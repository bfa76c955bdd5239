//! Registry abstraction consumed by the dependency store.
//!
//! The dependency store persists everything in a hierarchical key/value
//! registry. This module defines the narrow contract it needs
//! ([`RegistryBackend`]), an RAII key handle with typed accessors
//! ([`RegKey`]), and two backends:
//!
//! - [`MemoryRegistry`] - process-local tree, used by tests and dry runs
//! - [`FileHive`] - JSON hive file locked and rewritten atomically per operation,
//!   so registrations survive process exits and crashes
//!
//! # Semantics shared by all backends
//!
//! - Paths are backslash-separated and relative to a [`RegistryRoot`].
//! - Key and value names compare case-insensitively and keep their spelling.
//! - Every "key or value does not exist" condition is reported as
//!   [`DutilError::NotFound`]; other failures pass through unchanged.
//! - A non-recursive delete of a key that still has sub-keys fails with
//!   [`DutilError::InvalidArgument`].
//!
//! # Examples
//!
//! ```rust
//! use dutil::registry::{MemoryRegistry, RegKey, RegistryRoot};
//!
//! # fn example() -> dutil::core::Result<()> {
//! let registry = MemoryRegistry::new();
//! let (key, created) = RegKey::create(&registry, RegistryRoot::CurrentUser, r"Software\Example")?;
//! assert!(created);
//! key.write_string("Version", Some("1.0.0.0"))?;
//! assert_eq!(key.read_version("Version")?.to_string(), "1.0.0.0");
//! # Ok(())
//! # }
//! ```

mod hive;
mod memory;
pub mod tree;

pub use hive::FileHive;
pub use memory::MemoryRegistry;

use serde::{Deserialize, Serialize};
use std::fmt;
use tracing::trace;

use crate::core::{DutilError, Result};
use crate::version::FourPartVersion;

/// Top-level hive a path is resolved against.
#[derive(Debug, Clone, Copy, PartialEq, Eq, Hash, Serialize, Deserialize)]
#[serde(rename_all = "snake_case")]
pub enum RegistryRoot {
    /// Per-machine registrations (HKLM)
    LocalMachine,
    /// Per-user registrations (HKCU)
    CurrentUser,
}

impl fmt::Display for RegistryRoot {
    fn fmt(&self, f: &mut fmt::Formatter<'_>) -> fmt::Result {
        match self {
            Self::LocalMachine => f.write_str("HKLM"),
            Self::CurrentUser => f.write_str("HKCU"),
        }
    }
}

/// Typed registry value data.
#[derive(Debug, Clone, PartialEq, Eq, Serialize, Deserialize)]
#[serde(tag = "type", content = "data", rename_all = "snake_case")]
pub enum RegValue {
    /// REG_SZ
    String(String),
    /// REG_DWORD
    Dword(u32),
    /// REG_QWORD
    Qword(u64),
}

/// Counts returned by [`RegistryBackend::query_info`].
#[derive(Debug, Clone, Copy, Default, PartialEq, Eq)]
pub struct KeyInfo {
    /// Number of immediate sub-keys
    pub subkeys: usize,
    /// Number of values, including the default value if set
    pub values: usize,
}

/// Operations the dependency store needs from a registry.
///
/// Implementations must be usable through a shared reference; backends
/// synchronise internally. Each call is atomic on its own, but no
/// guarantee spans several calls.
pub trait RegistryBackend: fmt::Debug {
    /// Whether the key at `path` exists.
    fn key_exists(&self, root: RegistryRoot, path: &str) -> Result<bool>;

    /// Create the key at `path` and any missing parents. Returns whether the key was created.
    fn create_key(&self, root: RegistryRoot, path: &str) -> Result<bool>;

    /// Delete the key at `path`, with its whole subtree when `recursive`.
    fn delete_key(&self, root: RegistryRoot, path: &str, recursive: bool) -> Result<()>;

    /// Read value `name` of the key at `path`.
    fn read_value(&self, root: RegistryRoot, path: &str, name: &str) -> Result<RegValue>;

    /// Write value `name` of the existing key at `path`.
    fn write_value(&self, root: RegistryRoot, path: &str, name: &str, value: RegValue)
    -> Result<()>;

    /// Delete value `name` of the key at `path`.
    fn delete_value(&self, root: RegistryRoot, path: &str, name: &str) -> Result<()>;

    /// Name of the `index`-th sub-key, or `None` when there are no more items.
    fn enum_subkey(&self, root: RegistryRoot, path: &str, index: usize) -> Result<Option<String>>;

    /// Sub-key and value counts of the key at `path`.
    fn query_info(&self, root: RegistryRoot, path: &str) -> Result<KeyInfo>;
}

/// Join registry path segments with backslashes, skipping empty segments.
#[must_use]
pub fn join_path(parts: &[&str]) -> String {
    parts.iter().filter(|part| !part.is_empty()).copied().collect::<Vec<_>>().join("\\")
}

/// An open registry key.
///
/// Obtained through [`RegKey::open`] or [`RegKey::create`]; the key is
/// released when the handle is dropped.
pub struct RegKey<'r> {
    backend: &'r dyn RegistryBackend,
    root: RegistryRoot,
    path: String,
}

impl fmt::Debug for RegKey<'_> {
    fn fmt(&self, f: &mut fmt::Formatter<'_>) -> fmt::Result {
        write!(f, "RegKey({}\\{})", self.root, self.path)
    }
}

impl<'r> RegKey<'r> {
    /// Open an existing key.
    ///
    /// # Errors
    ///
    /// [`DutilError::NotFound`] if the key does not exist.
    pub fn open(
        backend: &'r dyn RegistryBackend,
        root: RegistryRoot,
        path: impl Into<String>,
    ) -> Result<Self> {
        let path = path.into();
        if !backend.key_exists(root, &path)? {
            return Err(DutilError::not_found(format!("registry key '{root}\\{path}'")));
        }
        trace!(%root, path = %path, "Opened registry key");
        Ok(Self {
            backend,
            root,
            path,
        })
    }

    /// Open a key, creating it and its parents if needed. The flag reports creation.
    pub fn create(
        backend: &'r dyn RegistryBackend,
        root: RegistryRoot,
        path: impl Into<String>,
    ) -> Result<(Self, bool)> {
        let path = path.into();
        let created = backend.create_key(root, &path)?;
        trace!(%root, path = %path, created, "Created registry key");
        Ok((
            Self {
                backend,
                root,
                path,
            },
            created,
        ))
    }

    /// Path of this key relative to its root.
    #[must_use]
    pub fn path(&self) -> &str {
        &self.path
    }

    /// Root this key lives under.
    #[must_use]
    pub const fn root(&self) -> RegistryRoot {
        self.root
    }

    /// Path of the child `name` of this key.
    #[must_use]
    pub fn subkey_path(&self, name: &str) -> String {
        join_path(&[&self.path, name])
    }

    /// Read a string value.
    ///
    /// # Errors
    ///
    /// [`DutilError::NotFound`] if absent, [`DutilError::InvalidArgument`]
    /// if the value is not a string.
    pub fn read_string(&self, name: &str) -> Result<String> {
        match self.backend.read_value(self.root, &self.path, name)? {
            RegValue::String(text) => Ok(text),
            other => Err(DutilError::invalid_argument(format!(
                "registry value '{}\\{name}' is {other:?}, expected a string",
                self.path
            ))),
        }
    }

    /// Read a DWORD value.
    pub fn read_number(&self, name: &str) -> Result<u32> {
        match self.backend.read_value(self.root, &self.path, name)? {
            RegValue::Dword(number) => Ok(number),
            other => Err(DutilError::invalid_argument(format!(
                "registry value '{}\\{name}' is {other:?}, expected a DWORD",
                self.path
            ))),
        }
    }

    /// Read a string value and parse it as a four-part version.
    pub fn read_version(&self, name: &str) -> Result<FourPartVersion> {
        FourPartVersion::parse(&self.read_string(name)?)
    }

    /// Write a string value. `None` or an empty string deletes the value;
    /// deleting an absent value is not an error.
    pub fn write_string(&self, name: &str, value: Option<&str>) -> Result<()> {
        match value {
            Some(text) if !text.is_empty() => self.backend.write_value(
                self.root,
                &self.path,
                name,
                RegValue::String(text.to_string()),
            ),
            _ => match self.backend.delete_value(self.root, &self.path, name) {
                Err(e) if e.is_not_found() => Ok(()),
                other => other,
            },
        }
    }

    /// Write a DWORD value.
    pub fn write_number(&self, name: &str, value: u32) -> Result<()> {
        self.backend.write_value(self.root, &self.path, name, RegValue::Dword(value))
    }

    /// Name of the `index`-th sub-key, or `None` when there are no more items.
    pub fn enum_subkey(&self, index: usize) -> Result<Option<String>> {
        self.backend.enum_subkey(self.root, &self.path, index)
    }

    /// Sub-key and value counts of this key.
    pub fn query_info(&self) -> Result<KeyInfo> {
        self.backend.query_info(self.root, &self.path)
    }

    /// Open the child `name` of this key.
    pub fn open_subkey(&self, name: &str) -> Result<RegKey<'r>> {
        RegKey::open(self.backend, self.root, self.subkey_path(name))
    }
}

impl Drop for RegKey<'_> {
    fn drop(&mut self) {
        trace!(root = %self.root, path = %self.path, "Closed registry key");
    }
}
//! Atomic file writes and cross-process file locks.
//!
//! The persistent registry hive is rewritten on every mutating operation, so
//! a crash mid-write must never leave a truncated file behind, and two
//! processes must not interleave their read-modify-write cycles.

use anyhow::{Context, Result};
use fs4::fs_std::FileExt;
use std::fs::{self, File, OpenOptions};
use std::io::Write;
use std::path::{Path, PathBuf};
use std::time::{Duration, Instant};
use tracing::debug;

use crate::constants::{MAX_BACKOFF_DELAY_MS, STARTING_BACKOFF_DELAY_MS};

/// Create a directory and all of its parents if it does not exist yet.
pub fn ensure_dir(path: &Path) -> Result<()> {
    if !path.exists() {
        fs::create_dir_all(path)
            .with_context(|| format!("Failed to create directory: {}", path.display()))?;
    }
    Ok(())
}

/// Atomically writes bytes to a file using a write-then-rename strategy.
///
/// Content goes to a temporary file in the target's directory, is synced to
/// disk, and then renamed over the target. Readers observe either the old
/// or the new content, never a partial write. Parent directories are
/// created as needed.
pub fn atomic_write(path: &Path, content: &[u8]) -> Result<()> {
    let parent = match path.parent() {
        Some(parent) if !parent.as_os_str().is_empty() => parent.to_path_buf(),
        _ => PathBuf::from("."),
    };
    ensure_dir(&parent)?;

    let mut temp = tempfile::NamedTempFile::new_in(&parent)
        .with_context(|| format!("Failed to create temp file in: {}", parent.display()))?;

    temp.write_all(content)
        .with_context(|| format!("Failed to write to temp file: {}", temp.path().display()))?;
    temp.as_file().sync_all().context("Failed to sync file to disk")?;

    temp.persist(path)
        .map_err(|e| e.error)
        .with_context(|| format!("Failed to rename temp file to: {}", path.display()))?;

    Ok(())
}

/// Exclusive advisory lock on a file, released on drop.
///
/// Acquisition polls `try_lock_exclusive` with exponential backoff
/// (10ms doubling up to 500ms) until the timeout elapses.
#[derive(Debug)]
pub struct FileLock {
    _file: File,
    path: PathBuf,
}

impl FileLock {
    /// Acquire an exclusive lock on `path`, creating the file if needed.
    pub fn acquire(path: &Path, timeout: Duration) -> Result<Self> {
        if let Some(parent) = path.parent()
            && !parent.as_os_str().is_empty()
        {
            ensure_dir(parent)?;
        }

        let file = OpenOptions::new()
            .create(true)
            .write(true)
            .truncate(false)
            .open(path)
            .with_context(|| format!("Failed to open lock file: {}", path.display()))?;

        let start = Instant::now();
        let mut delay = Duration::from_millis(STARTING_BACKOFF_DELAY_MS);
        let max_delay = Duration::from_millis(MAX_BACKOFF_DELAY_MS);

        loop {
            match file.try_lock_exclusive() {
                Ok(true) => {
                    debug!(
                        lock = %path.display(),
                        wait_ms = start.elapsed().as_millis(),
                        "File lock acquired"
                    );
                    return Ok(Self {
                        _file: file,
                        path: path.to_path_buf(),
                    });
                }
                Ok(false) | Err(_) => {
                    let remaining = timeout.saturating_sub(start.elapsed());
                    if remaining.is_zero() {
                        return Err(anyhow::anyhow!(
                            "Timeout acquiring lock '{}' after {:?}",
                            path.display(),
                            timeout
                        ));
                    }
                    std::thread::sleep(delay.min(remaining));
                    delay = (delay * 2).min(max_delay);
                }
            }
        }
    }

    /// Path of the lock file.
    #[must_use]
    pub fn path(&self) -> &Path {
        &self.path
    }
}

impl Drop for FileLock {
    fn drop(&mut self) {
        // Closing the file releases the lock
        debug!(lock = %self.path.display(), "File lock released");
    }
}

#[cfg(test)]
mod tests {
    use super::*;
    use tempfile::tempdir;

    #[test]
    fn test_atomic_write_creates_parent_dirs() {
        let temp = tempdir().unwrap();
        let file_path = temp.path().join("subdir").join("hive.json");

        atomic_write(&file_path, b"{}").unwrap();

        assert_eq!(std::fs::read_to_string(&file_path).unwrap(), "{}");
    }

    #[test]
    fn test_atomic_write_replaces_content() {
        let temp = tempdir().unwrap();
        let file_path = temp.path().join("hive.json");

        atomic_write(&file_path, b"first").unwrap();
        atomic_write(&file_path, b"second").unwrap();

        assert_eq!(std::fs::read_to_string(&file_path).unwrap(), "second");
        // no temp files left behind
        let entries = std::fs::read_dir(temp.path()).unwrap().count();
        assert_eq!(entries, 1);
    }

    #[test]
    fn test_file_lock_is_exclusive() {
        let temp = tempdir().unwrap();
        let lock_path = temp.path().join("hive.lock");

        let lock = FileLock::acquire(&lock_path, Duration::from_secs(1)).unwrap();
        assert!(lock.path().exists());

        let second = FileLock::acquire(&lock_path, Duration::from_millis(50));
        assert!(second.is_err());

        drop(lock);
        assert!(FileLock::acquire(&lock_path, Duration::from_secs(1)).is_ok());
    }
}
⁂
◆ **TO DO**
Copy all lines from the data that hold the word "parts".

◆ **FINISHED EXERCISE**
pub fn join_path(parts: &[&str]) -> String {
    parts.iter().filter(|part| !part.is_empty()).copied().collect::<Vec<_>>().join("\\")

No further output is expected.